Mamma Mia 2016, Edinburgh Playhouse, Review

Rating (out of 5)
Show details
Judy Craymer, Richard East and Bjorn Ulvaeus for Littlestar in association with Universal Stage Entertainment
Benny Andersson , Bjorn Ulvaeous (music & lyrics), plus Stig Anderson (some songs), Catherine Johnson (book), Mark Thompson (production design), Howard Harrison (lighting design), Andrew Bruce & Bobby Aitken (sound design), Martin Koch (musical supervisor, additional material & arrangements), Anthony Van Laast (choreography), Phyllida Lloyd (director).
Lucy May Barker (Sophie), Micha Richardson (Ali), Blaise Colangelo (Lisa), Emma Clifford (Tanya), Jacqueline Braun (Rosie), Sara Poyzer (Donna), Philip Ryan (Sky), Louis Sockil (Pepper), Sam Robinson (Eddie), Tim Walton (Harry), Christopher Hollis (Bill), Richard Standing (sam), Matthew Ronchetti (Father Alexander).
Running time

Mamma Mia sails incongruously into panto season at the Playhouse on a warm breeze wafting sun, sea, sex and singing into mid-winter Edinburgh.

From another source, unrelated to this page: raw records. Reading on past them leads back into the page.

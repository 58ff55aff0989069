use super::*;
use serde_json::json;

fn ctx_parts() -> (Palette, AssetStore) {
    (Palette::standard(), AssetStore::empty())
}

fn px(img: &RgbaImage, x: u32, y: u32) -> Rgba8 {
    Rgba8::from(*img.get_pixel(x, y))
}

#[test]
fn layers_deserialize_with_defaults() {
    let layers: Vec<Layer> = serde_json::from_value(json!([
        { "kind": "fill", "color": "ferrari_red" },
        { "kind": "stripes", "colors": ["red", "#ffffff", [0, 0, 255]] },
        { "kind": "racing_stripes", "base": "black", "stripe": "white" },
        { "kind": "carbon_weave" },
        { "kind": "fade", "color": "black", "start": 0.7, "strength": 0.8 },
        { "kind": "rect", "x0": 0, "y0": { "frac": 0.15 }, "x1": { "frac": 1.0 }, "y1": { "frac": 0.15, "px": 15 }, "color": "ferrari_green" }
    ]))
    .unwrap();

    assert_eq!(
        layers[1],
        Layer::Stripes {
            colors: vec![
                ColorRef::named("red"),
                ColorRef::Value(Rgba8::WHITE),
                ColorRef::Value(Rgba8::opaque(0, 0, 255)),
            ],
            stripe_width: 50,
            direction: Direction::Horizontal,
        }
    );
    assert!(matches!(
        layers[2],
        Layer::RacingStripes {
            stripe_width: 30,
            gap: 10,
            ..
        }
    ));
    assert_eq!(layers[3], Layer::CarbonWeave);
    assert!(matches!(layers[4], Layer::Fade { end, direction: FadeDirection::Down, .. } if end == 1.0));
}

#[test]
fn rect_band_uses_truncated_fractions() {
    let (palette, assets) = ctx_parts();
    let cx = PaintCtx::new(&palette, &assets);
    let mut img = RgbaImage::new(10, 100);
    Layer::band(Coord::frac(0.15), Coord::new(0.15, 14.0), "ferrari_green")
        .paint(&mut img, &cx)
        .unwrap();

    let green = Rgba8::opaque(0, 165, 81);
    assert_eq!(px(&img, 0, 14), Rgba8::TRANSPARENT);
    assert_eq!(px(&img, 0, 15), green);
    assert_eq!(px(&img, 9, 29), green);
    assert_eq!(px(&img, 9, 30), Rgba8::TRANSPARENT);
}

#[test]
fn polygon_from_fractions_covers_corner_region() {
    let (palette, assets) = ctx_parts();
    let cx = PaintCtx::new(&palette, &assets);
    let mut img = RgbaImage::new(100, 100);
    Layer::polygon(
        &[(0.0, 0.3), (0.35, 0.4), (0.35, 0.8), (0.0, 0.9)],
        "ferrari_black",
    )
    .paint(&mut img, &cx)
    .unwrap();

    assert_eq!(px(&img, 10, 50), Rgba8::BLACK);
    assert_eq!(px(&img, 50, 50), Rgba8::TRANSPARENT);
    assert_eq!(px(&img, 10, 10), Rgba8::TRANSPARENT);
}

#[test]
fn unknown_color_fails_painting() {
    let (palette, assets) = ctx_parts();
    let cx = PaintCtx::new(&palette, &assets);
    let mut img = RgbaImage::new(2, 2);
    assert!(Layer::fill("octarine").paint(&mut img, &cx).is_err());
}

#[test]
fn logo_layer_pastes_with_alpha() {
    let palette = Palette::standard();
    let mut assets = AssetStore::empty();
    let logo = RgbaImage::from_fn(2, 1, |x, _| {
        if x == 0 {
            image::Rgba([255, 242, 0, 255])
        } else {
            image::Rgba([255, 255, 255, 0])
        }
    });
    assets.insert("dot", logo);
    let cx = PaintCtx::new(&palette, &assets);

    let mut img = RgbaImage::from_pixel(4, 4, Rgba8::opaque(239, 26, 45).to_pixel());
    Layer::logo("dot", [2, 1], Coord::px(1.0), Coord::frac(0.5))
        .paint(&mut img, &cx)
        .unwrap();
    assert_eq!(px(&img, 1, 2), Rgba8::opaque(255, 242, 0));
    assert_eq!(px(&img, 2, 2), Rgba8::opaque(239, 26, 45));

    assert!(
        Layer::logo("dot", [0, 1], Coord::px(0.0), Coord::px(0.0))
            .paint(&mut img, &cx)
            .is_err()
    );
    assert!(
        Layer::logo("missing", [1, 1], Coord::px(0.0), Coord::px(0.0))
            .paint(&mut img, &cx)
            .is_err()
    );
}

#[test]
fn slice_paints_in_order() {
    let (palette, assets) = ctx_parts();
    let cx = PaintCtx::new(&palette, &assets);
    let mut img = RgbaImage::new(3, 3);
    let layers = [Layer::fill("red"), Layer::fill("blue")];
    layers.as_slice().paint(&mut img, &cx).unwrap();
    assert_eq!(px(&img, 1, 1), Rgba8::opaque(0, 0, 255));
}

It’s a welcome escape from the Christmas clichés and yet bears glad tidings of great joy.

The plot contains all the ingredients for potential drama, mishap and mayhem. Set on an unnamed Greek island, fatherless Sophie is about to get married. Mum’s diary reveals three potential candidates for father of the bride and, without telling mum, Sophie invites them all to the wedding. Crucially, one of them still holds the key to mum Donna’s heart, yet she has seen none of them for 21 years. The action takes place over 48 hours: beginning on the eve of the wedding it ends with the wedding ceremony itself, which does not turn out quite as expected…

From the arrival of Sophie’s friends right through to the final number, it’s wildly upbeat, the ridiculously OTT hilarity deliciously mingling with moments of sincere and heartfelt emotion. The undisputed stars of the show are the Abba songs themselves, with all the greatest hits included in the action. At times there is a sense of the story being shoe-horned around the songs, but this merely emphasises the silliness of particular moments and enhances the fun while detracting nothing from the drama.

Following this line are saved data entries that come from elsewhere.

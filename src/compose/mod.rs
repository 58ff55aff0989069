pub(crate) mod background;
pub(crate) mod mask;
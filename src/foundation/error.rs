/// Convenience result type used across wrapgen.
pub type WrapResult<T> = Result<T, WrapError>;

/// Top-level error taxonomy used by generator APIs.
#[derive(thiserror::Error, Debug)]
pub enum WrapError {
    /// Invalid user-provided skin, palette or configuration data.
    #[error("validation error: {0}")]
    Validation(String),

    /// Missing or unusable input images (template, logo sheets).
    #[error("asset error: {0}")]
    Asset(String),

    /// Errors while painting or compositing a canvas.
    #[error("render error: {0}")]
    Render(String),

    /// Errors when serializing or deserializing batch files.
    #[error("serialization error: {0}")]
    Serde(String),

    /// Wrapped lower-level error from dependencies or IO.
    #[error(transparent)]
    Other(#[from] anyhow::Error),
}

impl WrapError {
    /// Build a [`WrapError::Validation`] value.
    pub fn validation(msg: impl Into<String>) -> Self {
        Self::Validation(msg.into())
    }

    /// Build a [`WrapError::Asset`] value.
    pub fn asset(msg: impl Into<String>) -> Self {
        Self::Asset(msg.into())
    }

    /// Build a [`WrapError::Render`] value.
    pub fn render(msg: impl Into<String>) -> Self {
        Self::Render(msg.into())
    }

    /// Build a [`WrapError::Serde`] value.
    pub fn serde(msg: impl Into<String>) -> Self {
        Self::Serde(msg.into())
    }
}

#[cfg(test)]
#[path = "../../tests/unit/foundation/error.rs"]
mod tests;
//! Scoring module - line clear points, level progression and descent speed
//!
//! Classic fixed rules:
//! - A lock that clears `k` rows scores `LINE_SCORES[k]` times the level that
//!   was in effect while the piece was falling.
//! - A hard drop scores 2 points per row descended.
//! - The level is `lines / 10 + 1`.
//! - The descent interval shrinks by 100ms per level down to a 100ms floor.

use crate::types::{
    BASE_DROP_MS, DROP_INTERVAL_MIN_MS, DROP_STEP_MS, HARD_DROP_POINTS_PER_ROW, LINES_PER_LEVEL,
    LINE_SCORES,
};

/// Points for clearing `lines` rows in a single lock at `level`.
///
/// Counts above 4 cannot happen with four-block pieces and score nothing.
pub fn line_clear_points(lines: usize, level: u32) -> u32 {
    LINE_SCORES
        .get(lines)
        .map_or(0, |&base| base.saturating_mul(level))
}

/// Points for a hard drop of `distance` rows.
pub fn hard_drop_points(distance: u32) -> u32 {
    distance.saturating_mul(HARD_DROP_POINTS_PER_ROW)
}

/// Level for a running total of cleared rows (1-based).
pub fn level_for_lines(total_lines: u32) -> u32 {
    total_lines / LINES_PER_LEVEL + 1
}

/// Automatic descent interval in milliseconds for a level.
///
/// `max(100, 1000 - (level - 1) * 100)`; levels below 1 are treated as 1.
pub fn drop_speed_ms(level: u32) -> u32 {
    let steps = level.saturating_sub(1);
    BASE_DROP_MS
        .saturating_sub(steps.saturating_mul(DROP_STEP_MS))
        .max(DROP_INTERVAL_MIN_MS)
}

One of the highlights is Donna, played almost to perfection by Sara Poyzer, singing The Winner Takes It All, gloriously wringing out every last drop of emotion. By contrast, another unforgettable performance is Jacqueline Braun, as Donna’s friend Rosie, chasing an unwilling male down the aisle while belting out Take a Chance On Me. The pace and continuity of the whole performance is never lost, with character and mood sustained even during scene changes.

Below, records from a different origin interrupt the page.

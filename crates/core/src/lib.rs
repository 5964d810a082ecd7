//! Core game logic - pure, deterministic, and testable
//!
//! This crate holds every game rule. It has **zero dependencies** on the
//! terminal, the file system or the clock, which makes it:
//!
//! - **Deterministic**: the same seed (or scripted randomizer) reproduces the
//!   same game, transition for transition
//! - **Value-oriented**: every transition consumes a [`GameState`] and returns
//!   the next one, so old snapshots stay valid
//! - **Total**: a rejected move is just the unchanged state; nothing panics
//!
//! # Module Structure
//!
//! - [`board`]: 10x20 grid with collision checks, locking and line clearing
//! - [`game_state`]: active piece, preview, score/lines/level and the phase
//! - [`pieces`]: static rotation tables for the seven tetrominoes
//! - [`rng`]: the injected [`Randomizer`] and the default LCG
//! - [`scoring`]: line clear points, hard drop points, level and drop speed
//!
//! # Rules
//!
//! - Uniform random piece selection, one piece of preview
//! - Rotation tries in place first, then horizontal nudges `-1, +1, -2, +2`
//! - A hard drop scores 2 points per row
//! - Line clears score `[0, 100, 300, 500, 800]` times the level the piece
//!   fell at; the level is `lines / 10 + 1`
//! - The game ends when a lock leaves anything in the top row
//!
//! # Example
//!
//! ```
//! use tuitris_core::GameState;
//! use tuitris_types::GameAction;
//!
//! let game = GameState::new(12345)
//!     .apply(GameAction::MoveRight)
//!     .apply(GameAction::Rotate)
//!     .apply(GameAction::HardDrop);
//!
//! // Hard drop awards points
//! assert!(game.score() > 0);
//! assert_eq!(game.level(), 1);
//! ```
//!
//! # Timing
//!
//! The engine owns no clock. The caller fires [`GameState::move_down`] every
//! [`GameState::drop_speed_ms`] milliseconds while the game is falling.

pub mod board;
pub mod game_state;
pub mod pieces;
pub mod rng;
pub mod scoring;

pub use tuitris_types as types;

// Re-export commonly used types for convenience
pub use board::Board;
pub use game_state::{ActivePiece, GameState, Phase};
pub use pieces::{piece_for, random_piece, Piece, PieceShape};
pub use rng::{Randomizer, SimpleRng};
pub use scoring::{drop_speed_ms, hard_drop_points, level_for_lines, line_clear_points};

Having men in peripheral - albeit relevant - roles is a refreshing change and perhaps accounts for the majority of the audience being female. Many of them are dressed in 70’s gear and clap and sing along, anticipating key moments and whooping accordingly, bringing a raucous party atmosphere.

The estimated figure of around 375 million sales of singles and albums suggests a lot of people are tuned in to Abba. However, as the motto goes, you don’t need to be mad about Abba to love this, but if you are, it probably helps. Either way, it’s a proper feel-good, frolicking night out.